## Work instructions
Beginning with the opening line, set down each line of the material below exactly, stopping once the line with "and magic numbers." is done.

## Available records
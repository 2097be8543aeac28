/*
 * This Source Code Form is subject to the terms of the Mozilla Public
 * License, v. 2.0. If a copy of the MPL was not distributed with this
 * file, You can obtain one at https://mozilla.org/MPL/2.0/.
 */

/// Precomputed attack tables, including magic bitboards for sliders.
mod attacks;

/// A 64-bit set of squares.
mod bitboard;

/// Pseudo-legal and legal move generation.
mod movegen;

/// Compact move encoding and move lists.
mod moves;

/// Perft: counting the leaves of the move tree, for validating move generation.
mod perft;

/// Colors, piece kinds, and pieces.
mod piece;

/// The board itself: make/unmake, legality, SEE, and draw detection.
mod position;

/// Deterministic pseudo-random numbers for Zobrist keys and magic numbers.
mod prng;

/// Squares, ranks, and files.
mod square;

/// Board-related constants.
mod utils;

/// Zobrist hashing.
mod zobrist;

pub use attacks::*;
pub use bitboard::*;
pub use movegen::*;
pub use moves::*;
pub use perft::*;
pub use piece::*;
pub use position::*;
pub use prng::*;
pub use square::*;
pub use utils::*;
pub use zobrist::*;
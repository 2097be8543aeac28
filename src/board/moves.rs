/*
 * This Source Code Form is subject to the terms of the Mozilla Public
 * License, v. 2.0. If a copy of the MPL was not distributed with this
 * file, You can obtain one at https://mozilla.org/MPL/2.0/.
 */

use std::fmt;

use super::{PieceKind, Position, Square};

/// Capacity of a [`MoveList`].
///
/// No reachable chess position has more than 218 legal moves, so pseudo-legal generation
/// into 256 slots can never overflow.
pub const MAX_MOVES: usize = 256;

/// An alias for an [`arrayvec::ArrayVec`] containing at most [`MAX_MOVES`] moves.
pub type MoveList = arrayvec::ArrayVec<Move, MAX_MOVES>;

/// The four shapes a move can take.
#[derive(Clone, Copy, PartialEq, Eq, Debug, Hash, PartialOrd, Ord)]
#[repr(u16)]
pub enum MoveKind {
    /// Any move that is not one of the special kinds below, including ordinary captures.
    Normal = 0 << Move::KIND_BITS,

    /// King moves two squares towards a rook, which jumps to the square the king crossed.
    Castle = 1 << Move::KIND_BITS,

    /// Pawn captures the pawn that just double-pushed past it.
    EnPassant = 2 << Move::KIND_BITS,

    /// Pawn reaches the last rank and becomes another piece.
    Promotion = 3 << Move::KIND_BITS,
}

impl fmt::Display for MoveKind {
    fn fmt(&self, f: &mut fmt::Formatter<'_>) -> fmt::Result {
        let name = match self {
            Self::Normal => "normal",
            Self::Castle => "castle",
            Self::EnPassant => "en passant",
            Self::Promotion => "promotion",
        };
        write!(f, "{name}")
    }
}

/// Represents a move made on a chess board.
///
/// Internally encoded using the following bit pattern:
/// ```text
///     00 00 000000 000000
///      |  |    |      |
///      |  |    |      +- Source square of the move.
///      |  |    +- Target square of the move.
///      |  +- MoveKind.
///      +- Promotion piece (Knight, Bishop, Rook, Queen).
/// ```
///
/// Castling is encoded as the king's own move, such as `e1g1`.
#[derive(Clone, Copy, PartialEq, Eq, Hash, PartialOrd, Ord)]
#[repr(transparent)]
pub struct Move(u16);

impl Move {
    const SRC_MASK: u16 = 0b0000_0000_0011_1111;
    const DST_MASK: u16 = 0b0000_1111_1100_0000;
    const KIND_MASK: u16 = 0b0011_0000_0000_0000;
    const DST_BITS: u16 = 6;
    const KIND_BITS: u16 = 12;
    const PROMO_BITS: u16 = 14;

    /// Sentinel for "no move", such as an unparseable move string or an empty TT slot.
    ///
    /// Encodes `a1a1`.
    pub const NONE: Self = Self(0);

    /// A [null move](https://www.chessprogramming.org/Null_Move): the side to move passes.
    ///
    /// Encodes `b1b1`, which can never be generated.
    pub const NULL: Self = Self(1 | 1 << Self::DST_BITS);

    /// Creates a new [`Move`] of `kind` between the given [`Square`]s.
    ///
    /// # Example
    /// ```
    /// # use talon::*;
    /// let e2e4 = Move::new(Square::E2, Square::E4, MoveKind::Normal);
    /// assert_eq!(e2e4.to_string(), "e2e4");
    /// ```
    #[inline(always)]
    pub const fn new(from: Square, to: Square, kind: MoveKind) -> Self {
        Self(kind as u16 | (to.inner() as u16) << Self::DST_BITS | from.inner() as u16)
    }

    /// Creates a promotion of the pawn on `from` into `promotion`.
    ///
    /// # Example
    /// ```
    /// # use talon::*;
    /// let e7e8n = Move::new_promotion(Square::E7, Square::E8, PieceKind::Knight);
    /// assert_eq!(e7e8n.to_string(), "e7e8n");
    /// assert_eq!(e7e8n.promotion(), Some(PieceKind::Knight));
    /// ```
    #[inline(always)]
    pub const fn new_promotion(from: Square, to: Square, promotion: PieceKind) -> Self {
        debug_assert!(promotion.index() >= 1 && promotion.index() <= 4);
        let promo = (promotion as u16 - PieceKind::Knight as u16) << Self::PROMO_BITS;
        Self(Self::new(from, to, MoveKind::Promotion).0 | promo)
    }

    #[inline(always)]
    pub const fn from(&self) -> Square {
        Square((self.0 & Self::SRC_MASK) as u8)
    }

    #[inline(always)]
    pub const fn to(&self) -> Square {
        Square(((self.0 & Self::DST_MASK) >> Self::DST_BITS) as u8)
    }

    #[inline(always)]
    pub const fn kind(&self) -> MoveKind {
        match (self.0 & Self::KIND_MASK) >> Self::KIND_BITS {
            0 => MoveKind::Normal,
            1 => MoveKind::Castle,
            2 => MoveKind::EnPassant,
            _ => MoveKind::Promotion,
        }
    }

    /// The piece a pawn becomes, if this is a promotion.
    #[inline(always)]
    pub const fn promotion(&self) -> Option<PieceKind> {
        if self.is_promotion() {
            Some(PieceKind::from_bits_unchecked(
                (self.0 >> Self::PROMO_BITS) as u8 + 1,
            ))
        } else {
            None
        }
    }

    #[inline(always)]
    pub const fn is_promotion(&self) -> bool {
        matches!(self.kind(), MoveKind::Promotion)
    }

    #[inline(always)]
    pub const fn is_castle(&self) -> bool {
        matches!(self.kind(), MoveKind::Castle)
    }

    #[inline(always)]
    pub const fn is_en_passant(&self) -> bool {
        matches!(self.kind(), MoveKind::EnPassant)
    }

    /// Returns `true` for a real move: neither [`Move::NONE`] nor [`Move::NULL`].
    #[inline(always)]
    pub const fn is_ok(&self) -> bool {
        self.from().0 != self.to().0
    }

    /// Raw 16-bit encoding, as stored in the transposition table.
    #[inline(always)]
    pub const fn inner(&self) -> u16 {
        self.0
    }

    /// Rebuilds a [`Move`] from its raw encoding.
    #[inline(always)]
    pub const fn from_inner(bits: u16) -> Self {
        Self(bits)
    }

    /// The move a piece on `to` would make to return to `from`.
    ///
    /// Used to ask whether a piece that just moved can safely retreat.
    #[inline(always)]
    pub const fn reversed(&self) -> Self {
        Self::new(self.to(), self.from(), MoveKind::Normal)
    }

    /// Index into butterfly (`from * 64 + to`) tables.
    #[inline(always)]
    pub const fn butterfly_index(&self) -> usize {
        (self.0 & (Self::SRC_MASK | Self::DST_MASK)) as usize
    }

    /// Parses a move in coordinate notation, such as `e2e4` or `e7e8q`, against `position`.
    ///
    /// `0000` yields [`Move::NULL`]. Anything that is not a legal move in `position` yields [`Move::NONE`].
    ///
    /// # Example
    /// ```
    /// # use talon::*;
    /// let pos = Position::default();
    /// assert_eq!(Move::from_uci(&pos, "e2e4").to_string(), "e2e4");
    /// assert_eq!(Move::from_uci(&pos, "0000"), Move::NULL);
    /// assert_eq!(Move::from_uci(&pos, "e2e5"), Move::NONE);
    /// assert_eq!(Move::from_uci(&pos, "garbage"), Move::NONE);
    /// ```
    pub fn from_uci(position: &Position, uci: &str) -> Self {
        if uci == "0000" {
            return Self::NULL;
        }

        let uci = uci.to_ascii_lowercase();
        position
            .legal_moves()
            .into_iter()
            .find(|mv| mv.to_uci() == uci)
            .unwrap_or(Self::NONE)
    }

    /// Formats this move in coordinate notation.
    pub fn to_uci(&self) -> String {
        if *self == Self::NULL || *self == Self::NONE {
            return String::from("0000");
        }

        match self.promotion() {
            Some(promotion) => format!("{}{}{}", self.from(), self.to(), promotion.char()),
            None => format!("{}{}", self.from(), self.to()),
        }
    }
}

impl fmt::Display for Move {
    #[inline(always)]
    fn fmt(&self, f: &mut fmt::Formatter<'_>) -> fmt::Result {
        write!(f, "{}", self.to_uci())
    }
}

impl fmt::Debug for Move {
    #[inline(always)]
    fn fmt(&self, f: &mut fmt::Formatter<'_>) -> fmt::Result {
        write!(f, "{self} ({})", self.kind())
    }
}

impl Default for Move {
    /// A default move is [`Move::NONE`].
    #[inline(always)]
    fn default() -> Self {
        Self::NONE
    }
}

impl<T: AsRef<str>> PartialEq<T> for Move {
    #[inline(always)]
    fn eq(&self, other: &T) -> bool {
        self.to_uci().eq(other.as_ref())
    }
}

#[cfg(test)]
mod test {
    use super::*;
    use crate::*;

    #[test]
    fn test_move_parts() {
        let mv = Move::new(Square::E1, Square::G1, MoveKind::Castle);
        assert_eq!(mv.from(), Square::E1);
        assert_eq!(mv.to(), Square::G1);
        assert!(mv.is_castle());
        assert!(mv.promotion().is_none());

        for kind in [
            PieceKind::Knight,
            PieceKind::Bishop,
            PieceKind::Rook,
            PieceKind::Queen,
        ] {
            let mv = Move::new_promotion(Square::B7, Square::A8, kind);
            assert_eq!(mv.promotion(), Some(kind));
            assert_eq!(mv.from(), Square::B7);
            assert_eq!(mv.to(), Square::A8);
        }
    }

    #[test]
    fn test_sentinels() {
        assert!(!Move::NONE.is_ok());
        assert!(!Move::NULL.is_ok());
        assert_ne!(Move::NONE, Move::NULL);
        assert_eq!(Move::NULL.to_string(), "0000");
        assert_eq!(Move::default(), Move::NONE);
    }

    fn test_move_parse(fen: &str, uci: &str, expected: Move) {
        let pos = Position::from_fen(fen).unwrap();
        assert_eq!(Move::from_uci(&pos, uci), expected, "parsing {uci} in {fen}");
    }

    #[test]
    fn test_move_parsing() {
        test_move_parse(
            FEN_STARTPOS,
            "b1c3",
            Move::new(Square::B1, Square::C3, MoveKind::Normal),
        );
        test_move_parse(
            FEN_KIWIPETE,
            "e1g1",
            Move::new(Square::E1, Square::G1, MoveKind::Castle),
        );
        test_move_parse(
            FEN_KIWIPETE,
            "e1c1",
            Move::new(Square::E1, Square::C1, MoveKind::Castle),
        );
        test_move_parse(
            "8/4P3/8/8/8/8/8/k6K w - - 0 1",
            "e7e8Q",
            Move::new_promotion(Square::E7, Square::E8, PieceKind::Queen),
        );
        test_move_parse(
            "k7/8/8/3pP3/8/8/8/7K w - d6 0 1",
            "e5d6",
            Move::new(Square::E5, Square::D6, MoveKind::EnPassant),
        );

        // Promotions need a piece
        test_move_parse("8/4P3/8/8/8/8/8/k6K w - - 0 1", "e7e8", Move::NONE);
        // Not our piece
        test_move_parse(FEN_STARTPOS, "e7e5", Move::NONE);
        test_move_parse(FEN_STARTPOS, "", Move::NONE);
    }

    #[test]
    fn test_reversed() {
        let mv = Move::new(Square::G1, Square::F3, MoveKind::Normal);
        assert_eq!(mv.reversed(), Move::new(Square::F3, Square::G1, MoveKind::Normal));
    }
}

## Expected answer
repository 2097be8543aeac28
/*
 * This Source Code Form is subject to the terms of the Mozilla Public
 * License, v. 2.0. If a copy of the MPL was not distributed with this
 * file, You can obtain one at https://mozilla.org/MPL/2.0/.
 */

/// Precomputed attack tables, including magic bitboards for sliders.
mod attacks;

/// A 64-bit set of squares.
mod bitboard;

/// Pseudo-legal and legal move generation.
mod movegen;

/// Compact move encoding and move lists.
mod moves;

/// Perft: counting the leaves of the move tree, for validating move generation.
mod perft;

/// Colors, piece kinds, and pieces.
mod piece;

/// The board itself: make/unmake, legality, SEE, and draw detection.
mod position;

/// Deterministic pseudo-random numbers for Zobrist keys and magic numbers.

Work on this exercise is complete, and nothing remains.